▶ _What the exercise asks_: Every line of the entries that holds the word "gossiper" is to be copied.

----- Task inputs -----

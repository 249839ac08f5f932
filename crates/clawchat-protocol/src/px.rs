//! PX-1 peer-exchange records.
//!
//! Records gossiped over authenticated sessions are advisory: a
//! principal is bound to a node key only by its own attestation during
//! handshake, never by hearsay carried here.

use serde::{Deserialize, Serialize};

use clawchat_types::{NodeKey, PeerRecord, Principal, Timestamp, Visibility};

/// Cap on records per `px_push` frame.
pub const MAX_PX_RECORDS_PER_PUSH: usize = 64;

// ---------------------------------------------------------------------------
// PxRecord
// ---------------------------------------------------------------------------

/// One gossiped peer contact record.
#[derive(Clone, Debug, Serialize, Deserialize)]
#[serde(rename_all = "camelCase")]
pub struct PxRecord {
    /// The principal this record describes.
    pub principal: Principal,
    /// Node key the gossiper observed for the principal, if any.
    #[serde(default, skip_serializing_if = "Option::is_none")]
    pub node_key: Option<NodeKey>,
    /// Advertised multi-addresses.
    #[serde(default)]
    pub addresses: Vec<String>,
    /// Sharing class declared by the record owner.
    #[serde(default)]
    pub visibility: Visibility,
    /// When the gossiper last saw the principal.
    #[serde(default, skip_serializing_if = "Option::is_none")]
    pub last_seen: Option<Timestamp>,
}

impl PxRecord {
    /// Builds the gossipable form of a peer book record.
    ///
    /// Returns `None` for `private` records — they never leave the
    /// gateway.
    pub fn from_peer_record(record: &PeerRecord) -> Option<Self> {
        if record.visibility == Visibility::Private {
            return None;
        }
        Some(Self {
            principal: record.principal.clone(),
            node_key: record.node_key,
            addresses: record.addresses.iter().cloned().collect(),
            visibility: record.visibility,
            last_seen: record.last_seen,
        })
    }
}

// ---------------------------------------------------------------------------
// Tests
// ---------------------------------------------------------------------------

#[cfg(test)]
mod tests {
    use super::*;
    use std::collections::BTreeSet;

    fn peer(visibility: Visibility) -> PeerRecord {
        let mut record = PeerRecord::new(Principal::local_from_public_key(&[0x09; 32]));
        record.visibility = visibility;
        record.addresses = BTreeSet::from(["/ip4/127.0.0.1/tcp/19000".to_string()]);
        record
    }

    #[test]
    fn public_record_is_gossipable() {
        let px = PxRecord::from_peer_record(&peer(Visibility::Public)).expect("gossipable");
        assert_eq!(px.addresses.len(), 1);
        assert_eq!(px.visibility, Visibility::Public);
    }

    #[test]
    fn friends_record_is_gossipable() {
        // Pushes only ever target authenticated sessions, so `friends`
        // records travel too.
        assert!(PxRecord::from_peer_record(&peer(Visibility::Friends)).is_some());
    }

    #[test]
    fn private_record_never_leaves() {
        assert!(PxRecord::from_peer_record(&peer(Visibility::Private)).is_none());
    }
}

-----

▶ _Solution to the problem_:
    /// Node key the gossiper observed for the principal, if any.
    /// When the gossiper last saw the principal.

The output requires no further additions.